NSAIDs (esp Aspirin) is pro-bleeding because it inhibits COX-1 more than it inhibits COX-2 (COX-2 pathway is antithrombic & COX-1 promote platelet aggregation ==> inhibiting COX-1 more means that COX-2 antithrom dominates)
Describe prostaglandin synthesis via COX-1 pathway.
cell membrane phospholipids converted to arachidonic acid via phospholipase A2--> COX1 metabolizes arachidonic acid --> prostaglandins & thromboxane produced in stomach, intestine, kidney, & platelets --> mucosal protection, renal blood flow & haemostasis
*creates housekeeping prostaglandins
**Arachidonic acid can also go down the COX2 & Lipoxygenase Pathway
Describe prostaglandin synthesis via COX-2 pathway
cell membrane phospholipids converted to arachidonic acid via phospholipase A2--> COX2 metabolizes arachidonic acid --> produces prostaglandins at inflammatory sites, macrophages, synovocytes--> induce inflammation, pain, & fever
*Arachidonic acid can also go down the COX1 & Lipoxygenase Pathway
Describe leukotriene synthesis pathway
cell membrane phospholipids converted to arachidonic acid via phospholipase A2--> lipoxygenase metabolizes arachidonic acid to leukotrienes at inflammatory sites --> induce inflammation
*Arachidonic acid can also go down the COX1 & COX2 pathway
Why are NSAIDs contraindicated in asthma patients?

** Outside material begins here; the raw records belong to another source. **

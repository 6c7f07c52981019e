//! The layout run: resolve designs, group them by finish, pack each group onto
//! sheets and fit every design's text.
//!
//! ```
//! use label_sheet::{layout, LabelSpec, Mm, SheetConfig, TextLine};
//!
//! let specs = vec![
//!     LabelSpec::new(Mm(50.0), Mm(20.0))
//!         .with_quantity(3)
//!         .with_line(TextLine::new("FIRE PUMP", Mm(5.0))),
//!     LabelSpec::new(Mm(80.0), Mm(30.0)).with_colours("WHITE", "RED"),
//! ];
//!
//! let result = layout(&specs, &SheetConfig::default()).expect("valid sheet");
//! assert_eq!(result.groups().len(), 2);
//! assert_eq!(result.summary().total_labels, 4);
//! ```

use crate::arrange::{arrange, OversizeWarning};
use crate::config::LayoutConfig;
use crate::error::LayoutError;
use crate::group::{group_key, partition, GroupKey};
use crate::label::{LabelSpec, ResolvedLabel};
use crate::layout::{holes, Caption, Hole, TextFitter, TextLineFit};
use crate::sheet::{PlacedLabel, Sheet, SheetConfig};
use id_arena::{Arena, Id};
use serde::Serialize;
use tracing::{debug, info};

/// Everything drawn inside a label, relative to its bottom-left corner.
/// Shared by every copy of the design.
#[derive(Debug, Clone, PartialEq, Serialize)]
pub struct Artwork {
    pub holes: Vec<Hole>,
    pub lines: Vec<TextLineFit>,
    pub caption: Caption,
}

/// A resolved design, the group it belongs to and its fitted artwork
#[derive(Debug, Clone)]
pub struct LabelDesign {
    pub label: ResolvedLabel,
    pub key: GroupKey,
    pub artwork: Artwork,
}

impl LabelDesign {
    /// Compute the group key and the fitted artwork for a resolved label
    pub fn new(label: ResolvedLabel, fitter: &TextFitter) -> LabelDesign {
        let artwork = Artwork {
            holes: holes(label.width, label.height, label.holes.as_ref()),
            lines: fitter.stack_lines(&label.lines, label.width, label.height),
            caption: Caption::for_label(label.width, label.height),
        };
        LabelDesign {
            key: group_key(&label),
            label,
            artwork,
        }
    }
}

/// The sheets for one substrate and ink combination
#[derive(Debug, Clone)]
pub struct SheetGroup {
    pub key: GroupKey,
    pub sheets: Vec<Sheet>,
}

/// Sheet counts for a whole run
#[derive(Debug, Clone, PartialEq, Eq, Serialize)]
pub struct LayoutSummary {
    pub total_sheets: usize,
    pub labels_per_sheet: Vec<usize>,
    pub total_labels: usize,
}

/// The finished layout of a run. Groups are in the order their first design
/// appeared in the input.
#[derive(Debug)]
pub struct Layout {
    pub config: SheetConfig,
    pub designs: Arena<LabelDesign>,
    groups: Vec<SheetGroup>,
    warnings: Vec<OversizeWarning>,
}

impl Layout {
    /// Every group with its sheets, in first-encountered order
    pub fn groups(&self) -> &[SheetGroup] {
        &self.groups
    }

    /// The sheets for one group, if any design in the run belongs to it
    pub fn sheets_for(&self, key: &GroupKey) -> Option<&[Sheet]> {
        self.groups
            .iter()
            .find(|g| &g.key == key)
            .map(|g| g.sheets.as_slice())
    }

    /// Look up a design by id. Ids handed out by a different layout are not
    /// found.
    pub fn design(&self, id: Id<LabelDesign>) -> Option<&LabelDesign> {
        self.designs.get(id)
    }

    /// The design a placed label is a copy of
    pub fn design_of(&self, placed: &PlacedLabel) -> Option<&LabelDesign> {
        self.design(placed.unit.design)
    }

    /// Labels that overflow their sheet
    pub fn warnings(&self) -> &[OversizeWarning] {
        &self.warnings
    }

    /// Every sheet of every group, in output order
    pub fn sheets(&self) -> impl Iterator<Item = (&GroupKey, &Sheet)> {
        self.groups
            .iter()
            .flat_map(|g| g.sheets.iter().map(move |s| (&g.key, s)))
    }

    /// Sheet and label counts across every group
    pub fn summary(&self) -> LayoutSummary {
        let labels_per_sheet: Vec<usize> = self.sheets().map(|(_, s)| s.len()).collect();
        LayoutSummary {
            total_sheets: labels_per_sheet.len(),
            total_labels: labels_per_sheet.iter().sum(),
            labels_per_sheet,
        }
    }
}

/// Runs layouts with a fixed configuration
#[derive(Debug, Default, Clone)]
pub struct LayoutEngine {
    config: LayoutConfig,
}

impl LayoutEngine {
    /// An engine that lays out every run with `config`
    pub fn new(config: LayoutConfig) -> LayoutEngine {
        LayoutEngine { config }
    }

    pub fn config(&self) -> &LayoutConfig {
        &self.config
    }

    /// Lay out `specs` onto sheets. Fails only if the sheet configuration is
    /// unusable; oversized labels are placed anyway and reported through
    /// [Layout::warnings].
    pub fn layout(&self, specs: &[LabelSpec]) -> Result<Layout, LayoutError> {
        let sheet = self.config.sheet;
        sheet.validate()?;
        self.config.text.validate()?;

        let fitter = TextFitter::new(self.config.text);
        let mut designs: Arena<LabelDesign> = Arena::new();
        let ids: Vec<Id<LabelDesign>> = specs
            .iter()
            .map(|spec| designs.alloc(LabelDesign::new(spec.resolve(), &fitter)))
            .collect();

        let mut groups = Vec::new();
        let mut warnings = Vec::new();
        for (key, members) in partition(ids, |id| designs[*id].key.clone()) {
            let arrangement = arrange(&designs, &members, &sheet)?;
            debug!(
                group = %key,
                designs = members.len(),
                sheets = arrangement.sheets.len(),
                "arranged group"
            );
            warnings.extend(arrangement.warnings);
            groups.push(SheetGroup {
                key,
                sheets: arrangement.sheets,
            });
        }

        let layout = Layout {
            config: sheet,
            designs,
            groups,
            warnings,
        };
        info!(
            designs = specs.len(),
            groups = layout.groups.len(),
            sheets = layout.summary().total_sheets,
            oversized = layout.warnings.len(),
            "layout complete"
        );
        Ok(layout)
    }
}

/// Lay out `specs` on the given sheet with the default text fitting options
pub fn layout(specs: &[LabelSpec], sheet: &SheetConfig) -> Result<Layout, LayoutError> {
    LayoutEngine::new(LayoutConfig {
        sheet: *sheet,
        ..LayoutConfig::default()
    })
    .layout(specs)
}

NSAIDS block COX1 & COX2 thereby forcing the lipoxygenase pathway to dominate and metabolize arachidonic acid into leukrotrienes that are inflammatory & bronchioconstricters
*NSAIDs aren't a good choice for asthma pt
How do prostaglandins promote pain?
prostaglandins sensitize nerve endings to painful actions of bradykinin & histamine ==> make nerve endings more sensitive to pain signals
Why do NSAIDS reduce prostaglandin synthesis to decrease pain?
to block the sensitization of nerve endings = blocking the painful actions of bradykinin & histamine
How does an infection/inflammation cause fever?
bacteria release toxins = exogenous pyrogens --> recognized by toll-like receptors & MHC on leukocytes --> release inflammatory cytokines IL-1B, TNF-A, IL-6 = endogenous pyrogens --> travel to the thermoregulatory center of the hypothalamus --> upregulate phospholipase A2 --> produce arachidonic acid --> converted into PGE2 via COX-2 --> acts on thremoreg center to increase peripheral vasodilation --> body temp increases from 37C to 39C
*NSAIDS are antipyretic b/c they block COX-2 from synthesizing PGE2 in thermoreg center of hympothalamus
exogenous pyrogens
micorbial toxins that cause fever due to promotion of inflammatory cytokines that induce pro-fever PGE2 prostaglandin synthesis in the thermoregulatory center of hypothalamus
endogenous pyrogens
host inflammatory cytokines released in response to bacterial pyrogens (toxins) that induce pro-fever PGE2 prostaglandin synthesis in the thermoregulatory center of hypothalamus
-IL-1B
-TNF-A
-IL-6
thromboxane A2
prostaglandin synthesized by COX-1 in platelets that promotes platelet aggregation
*COX-1 is prothrombotic; blocking COX-1 is anti-thrombotic
prostacyclin (PGI2)
prostaglandin synthesized by COX-2 in vascular epithelium that blocks platelet aggregation
*COX-2 is antithrombotic, blocking COX-2 is prothrombotic
Why does aspirin have the greatest effect on platelet aggregation of all the NSAIDs?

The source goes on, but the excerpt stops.